„Grüne“ Risiken am Kapitalmarkt? Zu „Report“ am 1.2.2022

Investigativer Journalismus ist wichtig. Leider oft aber scheinen die Recherchen bis zur Veröffentlichung einen Prozess der Pauschalisierung und Skandalisierung durchzumachen, bis die Ergebnisse vermeintlich konsumentengerecht und verzehrfertig aufbereitet sind. Große leider oft ungenügend hergeleitete Zahlen, belegt anhand von einem niederschmetternden Beispiel, und die Auffrischung bereits vorher ungenügend recherchierter Fakten verzerren die Wirklichkeit.

Beliebt hierbei ist auch das „Green-Bashing“. Das Motiv ist immer das Gleiche: wohlmeinende Bürger werden mit windigen Versprechungen aber in betrügerischer Absicht in vermeintlich nachhaltige und ökologische Investitionen hineingezogen, um sie danach nach Strich und Faden auszurauben. In der Folge wird reflexhaft mehr Klein-Anlegerschutz in dem sogenannten grauen und vermeintlich unregulierten Kapitalmarkt gefordert.

Es steht nicht in Abrede, dass es viel nicht funktionierende Investments gibt. Manchmal sicher geht es auch von vornerein um Selbstbereicherung, nicht um eine vernünftige und sinnvolle Geldanlage, von der auch die Geldgeber etwas haben (manchmal treiben auch Änderungen gesetzlicher Grundlagen Investitionen in die Schieflage, wie z.B. bei Solarinvestments in Spanien oder Italien vor einigen Jahren).

Leider ist das Phänomen weit verbreitet – und wird, sofern man es denn genau beziffern könnte, proportional in dem „konventionellen“ Kapitalmarkt wahrscheinlich mindestens genauso verbreitet sein. Man denk nur an die Milliardenverluste allein durch Wirecard. Und dies ist wohlgemerkt in einem regulierten Kapitalmarktbereich passiert. Es gibt aber auch unzählige Beispiele für Anlegerverluste in Container-, Flugzeug-, Immobilieninvestments und manch exotischer Anlagemöglichkeit.

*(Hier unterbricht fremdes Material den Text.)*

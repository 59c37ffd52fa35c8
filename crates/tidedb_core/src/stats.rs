//! Compaction statistics.
//!
//! Every clerk owns a [`CompactionStats`] and feeds it the outcome of each
//! round. Handles expose it so operators and tests can watch compaction
//! progress without stopping the clerk.
//!
//! ```rust,ignore
//! let handle = Clerk::spawn(LevelId::new(0), owner, config)?;
//! // ...
//! let snap = handle.stats().snapshot();
//! println!("merges: {}, rejected swaps: {}", snap.merges, snap.swaps_rejected);
//! ```

use std::sync::atomic::{AtomicU64, Ordering};

/// Counters describing the rounds a clerk has run.
///
/// All counters are atomic and monotonically increasing.
#[derive(Debug, Default)]
pub struct CompactionStats {
    // Round counters
    /// Rounds started, whatever their outcome.
    rounds: AtomicU64,
    /// Rounds where the owner had no work.
    idle_polls: AtomicU64,
    /// Rounds that rewrote segments.
    merges: AtomicU64,
    /// Rounds that moved a segment down without rewriting it.
    moves: AtomicU64,

    // Handshake counters
    /// Manifest changes the owner accepted.
    swaps_accepted: AtomicU64,
    /// Manifest changes the owner rejected.
    swaps_rejected: AtomicU64,
    /// Rounds that failed before reaching the owner.
    failures: AtomicU64,

    // Output counters
    /// Segment files written by merges.
    segments_written: AtomicU64,
    /// Records written by merges.
    entries_written: AtomicU64,
    /// Superseded duplicates dropped by merges.
    duplicates_dropped: AtomicU64,
    /// Segments handed to the owner for deferred deletion.
    segments_marked: AtomicU64,
}

impl CompactionStats {
    /// Creates zeroed counters.
    pub fn new() -> Self {
        Self::default()
    }

    pub(crate) fn record_round(&self) {
        self.rounds.fetch_add(1, Ordering::Relaxed);
    }

    pub(crate) fn record_idle(&self) {
        self.idle_polls.fetch_add(1, Ordering::Relaxed);
    }

    pub(crate) fn record_merge(&self, segments: u64, entries: u64, dropped: u64) {
        self.merges.fetch_add(1, Ordering::Relaxed);
        self.segments_written.fetch_add(segments, Ordering::Relaxed);
        self.entries_written.fetch_add(entries, Ordering::Relaxed);
        self.duplicates_dropped.fetch_add(dropped, Ordering::Relaxed);
    }

    pub(crate) fn record_move(&self) {
        self.moves.fetch_add(1, Ordering::Relaxed);
    }

    pub(crate) fn record_swap_accepted(&self, marked: u64) {
        self.swaps_accepted.fetch_add(1, Ordering::Relaxed);
        self.segments_marked.fetch_add(marked, Ordering::Relaxed);
    }

    pub(crate) fn record_swap_rejected(&self) {
        self.swaps_rejected.fetch_add(1, Ordering::Relaxed);
    }

    pub(crate) fn record_failure(&self) {
        self.failures.fetch_add(1, Ordering::Relaxed);
    }

    /// Returns the number of rounds started.
    pub fn rounds(&self) -> u64 {
        self.rounds.load(Ordering::Relaxed)
    }

    /// Returns the number of rounds that found no work.
    pub fn idle_polls(&self) -> u64 {
        self.idle_polls.load(Ordering::Relaxed)
    }

    /// Returns the number of rewriting merges.
    pub fn merges(&self) -> u64 {
        self.merges.load(Ordering::Relaxed)
    }

    /// Returns the number of pure moves.
    pub fn moves(&self) -> u64 {
        self.moves.load(Ordering::Relaxed)
    }

    /// Returns the number of accepted manifest changes.
    pub fn swaps_accepted(&self) -> u64 {
        self.swaps_accepted.load(Ordering::Relaxed)
    }

    /// Returns the number of rejected manifest changes.
    pub fn swaps_rejected(&self) -> u64 {
        self.swaps_rejected.load(Ordering::Relaxed)
    }

    /// Returns the number of failed rounds.
    ///
    /// Persist failures count here, not as rejections.
    pub fn failures(&self) -> u64 {
        self.failures.load(Ordering::Relaxed)
    }

    /// Returns the number of segment files written.
    pub fn segments_written(&self) -> u64 {
        self.segments_written.load(Ordering::Relaxed)
    }

    /// Returns the number of records written.
    pub fn entries_written(&self) -> u64 {
        self.entries_written.load(Ordering::Relaxed)
    }

    /// Returns the number of duplicates dropped.
    pub fn duplicates_dropped(&self) -> u64 {
        self.duplicates_dropped.load(Ordering::Relaxed)
    }

    /// Returns the number of segments marked for deletion.
    pub fn segments_marked(&self) -> u64 {
        self.segments_marked.load(Ordering::Relaxed)
    }

    /// Returns a snapshot of all counters.
    pub fn snapshot(&self) -> StatsSnapshot {
        StatsSnapshot {
            rounds: self.rounds(),
            idle_polls: self.idle_polls(),
            merges: self.merges(),
            moves: self.moves(),
            swaps_accepted: self.swaps_accepted(),
            swaps_rejected: self.swaps_rejected(),
            failures: self.failures(),
            segments_written: self.segments_written(),
            entries_written: self.entries_written(),
            duplicates_dropped: self.duplicates_dropped(),
            segments_marked: self.segments_marked(),
        }
    }
}

/// A point-in-time copy of [`CompactionStats`].
#[derive(Debug, Clone, PartialEq, Eq, Default)]
pub struct StatsSnapshot {
    /// Rounds started.
    pub rounds: u64,
    /// Rounds without work.
    pub idle_polls: u64,
    /// Rewriting merges.
    pub merges: u64,
    /// Pure moves.
    pub moves: u64,
    /// Accepted manifest changes.
    pub swaps_accepted: u64,
    /// Rejected manifest changes.
    pub swaps_rejected: u64,
    /// Failed rounds.
    pub failures: u64,
    /// Segment files written.
    pub segments_written: u64,
    /// Records written.
    pub entries_written: u64,
    /// Duplicates dropped.
    pub duplicates_dropped: u64,
    /// Segments marked for deletion.
    pub segments_marked: u64,
}

#[cfg(test)]
mod tests {
    use super::*;

    #[test]
    fn default_stats_are_zero() {
        let stats = CompactionStats::new();
        assert_eq!(stats.snapshot(), StatsSnapshot::default());
    }

    #[test]
    fn merge_and_handshake_counters() {
        let stats = CompactionStats::new();

        stats.record_round();
        stats.record_merge(3, 1200, 40);
        stats.record_swap_accepted(4);

        stats.record_round();
        stats.record_move();
        stats.record_swap_rejected();

        let snap = stats.snapshot();
        assert_eq!(snap.rounds, 2);
        assert_eq!(snap.merges, 1);
        assert_eq!(snap.moves, 1);
        assert_eq!(snap.segments_written, 3);
        assert_eq!(snap.entries_written, 1200);
        assert_eq!(snap.duplicates_dropped, 40);
        assert_eq!(snap.swaps_accepted, 1);
        assert_eq!(snap.swaps_rejected, 1);
        assert_eq!(snap.segments_marked, 4);
    }

    #[test]
    fn concurrent_updates() {
        use std::sync::Arc;
        use std::thread;

        let stats = Arc::new(CompactionStats::new());
        let mut handles = vec![];

        for _ in 0..8 {
            let s = Arc::clone(&stats);
            handles.push(thread::spawn(move || {
                for _ in 0..100 {
                    s.record_round();
                    s.record_idle();
                }
            }));
        }

        for h in handles {
            h.join().unwrap();
        }

        assert_eq!(stats.rounds(), 800);
        assert_eq!(stats.idle_polls(), 800);
        assert_eq!(stats.failures(), 0);
    }
}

Aber um ehrlich zu sein: meistens gilt ja doch der Spruch „Gier frisst Hirn“. Zu oft wird bei hohen Renditeversprechungen gerne und allzu schnell über die Risiken hinweggesehen oder werden diese nicht ausreichend hinterfragt. Die Rufe nach immer mehr Anlegerschutz entmündigen im Grunde die Anlegerinnen und Anleger und unterstellen Ihnen mangelnde intellektuelle Möglichkeiten, die Risiken zu verstehen. Genauso schalten Gier und finanzieller Druck bei den Anbietern und Vermittlern moralische Schranken aus.

Schwarze Schafe auf der Anbieterseite – ob “grün“ oder „konventionell“ – wird es leider auch immer geben wie in jedem anderen Geschäftsbereich. Da werden auch 20 zusätzliche Seiten Anlageberatungsprotokoll nichts ändern. Wünschenswert ist finanzielle Bildung auf Seiten der Anleger und eine ethische Grundhaltung auf Seiten der Anbieter.

Und eine Geldanlage muss mehr dann je als das verstanden werden, was sie eigentlich ist: ein Investment, das man mit seinem Geld unterstützt, weil man es für sinnvoll hält. Das Investment arbeitet, nicht das Geld!